Manganese boride
- Names: IUPAC name Boranylidynemanganese

Identifiers
- CAS Number: 12045-15-7;
- 3D model (JSmol): Interactive image;
- ChemSpider: 74789;
- ECHA InfoCard: 100.031.767
- EC Number: 234-957-2;
- PubChem CID: 82881;
- CompTox Dashboard (EPA): DTXSID401015529;

Properties
- Chemical formula: BMn
- Molar mass: 65.75 g·mol^{−1}
- Appearance: brown crystals
- Density: 6.45–6.50 g/cm^{3}
- Melting point: 1,890 °C (3,430 °F; 2,160 K)
- Solubility in water: Insoluble

= Manganese boride =

Manganese boride is a binary inorganic compound of manganese and boron with the chemical formula MnB.
Manganese boride is a hard, high-melting ceramic. Its hardness and stability arise from a strong network of covalent bonding between manganese and boron atoms.

==Synthesis==
Manganese boride is typically synthesized by direct combination of the elements at high temperatures. The general reaction is:

Mn + B → MnB

==Physical properties==
Manganese boride forms brown crystals of the orthorhombic system, space group Pnma.
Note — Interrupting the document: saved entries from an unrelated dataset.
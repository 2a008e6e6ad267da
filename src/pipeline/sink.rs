//! Result feed consumers.

use std::sync::Arc;

use async_trait::async_trait;
use parking_lot::Mutex;
use tokio::sync::mpsc;

use super::error::SinkError;
use super::types::QualificationRecord;

#[async_trait]
/// Receives finalized records in finalization order.
pub trait ResultSink: Send + Sync {
    async fn accept(&self, record: QualificationRecord) -> Result<(), SinkError>;
}

#[derive(Debug, Clone, Default)]
/// Collects records in memory.
pub struct MemorySink {
    records: Arc<Mutex<Vec<QualificationRecord>>>,
}

impl MemorySink {
    pub fn new() -> Self {
        Self::default()
    }

    pub fn records(&self) -> Vec<QualificationRecord> {
        self.records.lock().clone()
    }

    pub fn len(&self) -> usize {
        self.records.lock().len()
    }

    pub fn is_empty(&self) -> bool {
        self.records.lock().is_empty()
    }

    pub fn clear(&self) {
        self.records.lock().clear();
    }
}

#[async_trait]
impl ResultSink for MemorySink {
    async fn accept(&self, record: QualificationRecord) -> Result<(), SinkError> {
        self.records.lock().push(record);
        Ok(())
    }
}

#[derive(Debug, Clone)]
/// Forwards records over a bounded channel. Applies backpressure when full.
pub struct ChannelSink {
    tx: mpsc::Sender<QualificationRecord>,
}

impl ChannelSink {
    pub fn channel(capacity: usize) -> (Self, mpsc::Receiver<QualificationRecord>) {
        let (tx, rx) = mpsc::channel(capacity.max(1));
        (Self { tx }, rx)
    }
}

#[async_trait]
impl ResultSink for ChannelSink {
    async fn accept(&self, record: QualificationRecord) -> Result<(), SinkError> {
        self.tx.send(record).await.map_err(|_| SinkError::Closed)
    }
}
The compound is ferromagnetic.

It is insoluble in water.

MnB has low-temperature (α) and high-temperature (β) modifications, as well as a defect-rich low-temperature variant (α′).

==Uses==
The compound is a refractory ceramic material belonging to the family of transition metal borides, known for their high hardness, thermal stability, and magnetic properties. Manganese monoboride exists in several polymorphic forms and exhibits complex magnetic behavior, making it of interest for both fundamental materials science and potential practical applications. As a result, MnB is widely used in the nuclear industry, aerospace high-temperature materials, new superconducting materials, and other fields.